» **Problem description**
Whenever a line in this data holds the word "SqliteWorker", report that line in full.

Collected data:
>>>

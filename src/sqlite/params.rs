use rusqlite::types::Value;

use crate::types::SqlValue;

/// Convert one (already massaged) parameter to a rusqlite value.
#[must_use]
pub(crate) fn to_sqlite_value(value: &SqlValue) -> Value {
    match value {
        SqlValue::Null => Value::Null,
        SqlValue::Int(i) => Value::Integer(*i),
        SqlValue::Float(f) => Value::Real(*f),
        SqlValue::Text(s) => Value::Text(s.clone()),
        SqlValue::Bool(b) => Value::Integer(i64::from(*b)),
        SqlValue::Timestamp(dt) => Value::Text(dt.format("%F %T%.f").to_string()),
        SqlValue::Json(json) => Value::Text(json.to_string()),
        SqlValue::Blob(bytes) => Value::Blob(bytes.clone()),
    }
}

pub(crate) fn to_sqlite_values(params: &[SqlValue]) -> Vec<Value> {
    params.iter().map(to_sqlite_value).collect()
}

/// Convert a column value read back from `SQLite`.
pub(crate) fn from_sqlite_value(value: Value) -> SqlValue {
    match value {
        Value::Null => SqlValue::Null,
        Value::Integer(i) => SqlValue::Int(i),
        Value::Real(f) => SqlValue::Float(f),
        Value::Text(s) => SqlValue::Text(s),
        Value::Blob(b) => SqlValue::Blob(b),
    }
}
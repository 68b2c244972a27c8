use std::path::PathBuf;
use std::sync::atomic::{AtomicBool, Ordering};
use std::sync::mpsc::{self, Sender};
use std::thread;

use rusqlite::types::Value;
use tokio::sync::oneshot;

use crate::error::DriverError;
use crate::results::QueryResult;
use crate::transport::FaultSink;

use super::channel::{Command, Reply};
use super::dispatcher::run_sqlite_worker;

const STATEMENT_CACHE_CAPACITY: usize = 256;

pub(crate) struct SqliteWorker {
    sender: Sender<Command>,
    worker_id: u64,
    closed: AtomicBool,
}

impl SqliteWorker {
    /// Spawn the worker thread and open `path` on it. Resolves once the database is open.
    pub(crate) async fn open(
        path: PathBuf,
        worker_id: u64,
        faults: FaultSink,
    ) -> Result<Self, DriverError> {
        let (sender, receiver) = mpsc::channel::<Command>();
        let (opened_tx, opened_rx) = oneshot::channel::<Result<(), DriverError>>();
        thread::Builder::new()
            .name(format!("sqlite-worker-{worker_id}"))
            .spawn(move || {
                let conn = match rusqlite::Connection::open(&path) {
                    Ok(conn) => conn,
                    Err(err) => {
                        let _ = opened_tx.send(Err(DriverError::from(err)));
                        return;
                    }
                };
                conn.set_prepared_statement_cache_capacity(STATEMENT_CACHE_CAPACITY);
                let _ = opened_tx.send(Ok(()));
                run_sqlite_worker(&conn, &receiver, &faults);
            })
            .map_err(|err| {
                DriverError::ConnectionError(format!("failed to spawn SQLite worker thread: {err}"))
            })?;

        opened_rx
            .await
            .map_err(|_| connection_error("SQLite worker exited while opening"))??;

        Ok(Self {
            sender,
            worker_id,
            closed: AtomicBool::new(false),
        })
    }

    pub(crate) fn worker_id(&self) -> u64 {
        self.worker_id
    }

    /// Stop the worker thread. Idempotent.
    pub(crate) fn shutdown(&self) {
        if !self.closed.swap(true, Ordering::AcqRel) {
            let _ = self.sender.send(Command::Shutdown);
        }
    }

    async fn request<T>(
        &self,
        build: impl FnOnce(Reply<T>) -> Command,
        drop_message: &'static str,
    ) -> Result<T, DriverError> {
        if self.closed.load(Ordering::Acquire) {
            return Err(connection_error("SQLite connection destroyed"));
        }
        let (tx, rx) = oneshot::channel();
        self.sender
            .send(build(tx))
            .map_err(|_| connection_error("SQLite worker closed"))?;
        rx.await.map_err(|_| connection_error(drop_message))?
    }

    pub(crate) async fn execute(
        &self,
        sql: String,
        params: Vec<Value>,
    ) -> Result<QueryResult, DriverError> {
        self.request(
            |respond_to| Command::Execute {
                sql,
                params,
                respond_to,
            },
            "SQLite worker dropped while executing",
        )
        .await
    }

    pub(crate) async fn prepare(&self, statement_id: u64, sql: String) -> Result<(), DriverError> {
        self.request(
            |respond_to| Command::Prepare {
                statement_id,
                sql,
                respond_to,
            },
            "SQLite worker dropped while preparing statement",
        )
        .await
    }

    pub(crate) async fn execute_prepared(
        &self,
        statement_id: u64,
        params: Vec<Value>,
    ) -> Result<QueryResult, DriverError> {
        self.request(
            |respond_to| Command::ExecutePrepared {
                statement_id,
                params,
                respond_to,
            },
            "SQLite worker dropped while executing prepared statement",
        )
        .await
    }

    pub(crate) async fn batch(&self, sql: &'static str) -> Result<(), DriverError> {
        self.request(
            |respond_to| Command::Batch { sql, respond_to },
            "SQLite worker dropped while executing batch",
        )
        .await
    }
}

impl Drop for SqliteWorker {
    fn drop(&mut self) {
        self.shutdown();
    }
}

fn connection_error(message: &str) -> DriverError {
    DriverError::ConnectionError(message.into())
}
//! Prepared-statement cache entry.
//!
//! A [`Statement`] is bound to its SQL text for the life of the manager, but its prepared
//! handle only lives as long as the physical connection it was prepared on. Concurrent
//! callers share one in-flight PREPARE through a FIFO of waiters.

use std::collections::VecDeque;
use std::fmt;
use std::sync::{Arc, Mutex, MutexGuard, Weak};

use tokio::sync::oneshot;

use crate::error::DriverError;
use crate::manager::{Inner, lock};
use crate::results::QueryResult;
use crate::transport::PreparedHandle;
use crate::types::{SqlValue, massage_params};

type Waiter = oneshot::Sender<Result<(), DriverError>>;

/// Handle to a cached statement. Clones share the same entry.
#[derive(Clone)]
pub struct Statement {
    inner: Arc<StatementInner>,
}

struct StatementInner {
    sql: Arc<str>,
    manager: Weak<Inner>,
    state: Mutex<PrepareState>,
}

#[derive(Default)]
struct PrepareState {
    handle: Option<Arc<dyn PreparedHandle>>,
    is_preparing: bool,
    waiters: VecDeque<Waiter>,
    /// Bumped by every reset so a PREPARE finishing on a dropped connection is discarded.
    epoch: u64,
}

impl Statement {
    pub(crate) fn new(manager: Weak<Inner>, sql: &str) -> Self {
        Self {
            inner: Arc::new(StatementInner {
                sql: Arc::from(sql),
                manager,
                state: Mutex::new(PrepareState::default()),
            }),
        }
    }

    #[must_use]
    pub fn sql(&self) -> &str {
        &self.inner.sql
    }

    #[must_use]
    pub fn is_prepared(&self) -> bool {
        self.state().handle.is_some()
    }

    /// Execute with positional parameters, preparing first if needed.
    ///
    /// # Errors
    /// [`DriverError::NotConnected`] without a connection, the preparation failure, or
    /// [`DriverError::NotPrepared`] if the handle vanished between preparation and execution.
    pub async fn execute(&self, params: &[SqlValue]) -> Result<QueryResult, DriverError> {
        tracing::trace!(sql = self.sql(), "executing statement");
        if self.is_debug() {
            tracing::info!(sql = self.sql(), ?params, "executing statement");
        }

        if !self.is_prepared() {
            self.prepare().await?;
        }

        let connected = self
            .inner
            .manager
            .upgrade()
            .is_some_and(|manager| manager.is_connected());
        if !connected {
            return Err(DriverError::NotConnected);
        }
        let handle = self
            .state()
            .handle
            .clone()
            .ok_or_else(|| DriverError::NotPrepared(self.sql().to_owned()))?;

        let result = handle
            .execute(massage_params(params))
            .await
            .inspect_err(|err| tracing::error!(sql = self.sql(), error = %err, "statement execution failed"))?;
        if self.is_debug() {
            tracing::info!(sql = self.sql(), rows = result.len(), "statement done");
        }
        Ok(result)
    }

    /// Prepare on the current connection.
    ///
    /// Resolves immediately when already prepared. While a preparation is in flight, joins
    /// its waiters instead of issuing another PREPARE. The preparation itself runs on its
    /// own task, so dropping this future does not abandon the other waiters.
    ///
    /// # Errors
    /// [`DriverError::NotConnected`] without a connection, [`DriverError::PreparationError`]
    /// when the transport rejects the statement, or [`DriverError::ConnectionError`] when the
    /// connection drops mid-preparation.
    pub async fn prepare(&self) -> Result<(), DriverError> {
        let (receiver, start_epoch) = {
            let mut state = self.state();
            if state.handle.is_some() {
                return Ok(());
            }
            let (sender, receiver) = oneshot::channel();
            state.waiters.push_back(sender);
            if state.is_preparing {
                (receiver, None)
            } else {
                state.is_preparing = true;
                (receiver, Some(state.epoch))
            }
        };

        if let Some(epoch) = start_epoch {
            tracing::debug!(sql = self.sql(), "preparing");
            let this = self.clone();
            let preparation = async move { this.run_preparation(epoch).await };
            match tokio::runtime::Handle::try_current() {
                Ok(runtime) => {
                    runtime.spawn(preparation);
                }
                Err(_) => preparation.await,
            }
        }

        receiver.await.unwrap_or_else(|_| {
            Err(DriverError::ConnectionError(format!(
                "preparation of `{}` was abandoned",
                self.sql()
            )))
        })
    }

    /// Force the entry back to unprepared after the connection dropped.
    ///
    /// Callers still waiting on an in-flight preparation are rejected right away with a
    /// connection error; the stale PREPARE result is ignored when it arrives.
    pub fn reset(&self) {
        let waiters = {
            let mut state = self.state();
            state.handle = None;
            state.is_preparing = false;
            state.epoch += 1;
            std::mem::take(&mut state.waiters)
        };
        if !waiters.is_empty() {
            tracing::debug!(sql = self.sql(), waiters = waiters.len(), "rejecting waiters on reset");
        }
        let err = DriverError::ConnectionError(format!(
            "connection lost while preparing `{}`",
            self.sql()
        ));
        for waiter in waiters {
            let _ = waiter.send(Err(err.clone()));
        }
    }

    async fn run_preparation(&self, epoch: u64) {
        let connection = self
            .inner
            .manager
            .upgrade()
            .and_then(|manager| manager.current_connection());
        let Some(connection) = connection else {
            self.finish(epoch, Err(DriverError::NotConnected));
            return;
        };

        match connection.prepare(self.sql()).await {
            Ok(handle) => {
                tracing::trace!(sql = self.sql(), statement_id = handle.id(), "prepared");
                self.finish(epoch, Ok(handle));
            }
            Err(err) => {
                tracing::error!(sql = self.sql(), error = %err, "failed to prepare");
                self.finish(
                    epoch,
                    Err(DriverError::PreparationError {
                        sql: self.sql().to_owned(),
                        source: Box::new(err),
                    }),
                );
            }
        }
    }

    /// Settle the preparation started at `epoch` and wake every waiter in FIFO order.
    fn finish(&self, epoch: u64, outcome: Result<Arc<dyn PreparedHandle>, DriverError>) {
        let (waiters, result) = {
            let mut state = self.state();
            if state.epoch != epoch {
                tracing::debug!(sql = self.sql(), "discarding stale preparation");
                return;
            }
            state.is_preparing = false;
            let result = match outcome {
                Ok(handle) => {
                    state.handle = Some(handle);
                    Ok(())
                }
                Err(err) => {
                    state.handle = None;
                    Err(err)
                }
            };
            (std::mem::take(&mut state.waiters), result)
        };
        for waiter in waiters {
            let _ = waiter.send(result.clone());
        }
    }

    fn is_debug(&self) -> bool {
        self.inner
            .manager
            .upgrade()
            .is_some_and(|manager| manager.is_debug())
    }

    fn state(&self) -> MutexGuard<'_, PrepareState> {
        lock(&self.inner.state)
    }
}

impl fmt::Debug for Statement {
    fn fmt(&self, f: &mut fmt::Formatter<'_>) -> fmt::Result {
        f.debug_struct("Statement")
            .field("sql", &self.sql())
            .field("prepared", &self.is_prepared())
            .finish()
    }
}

<<<

» **Reply**
pub(crate) struct SqliteWorker {
impl SqliteWorker {
impl Drop for SqliteWorker {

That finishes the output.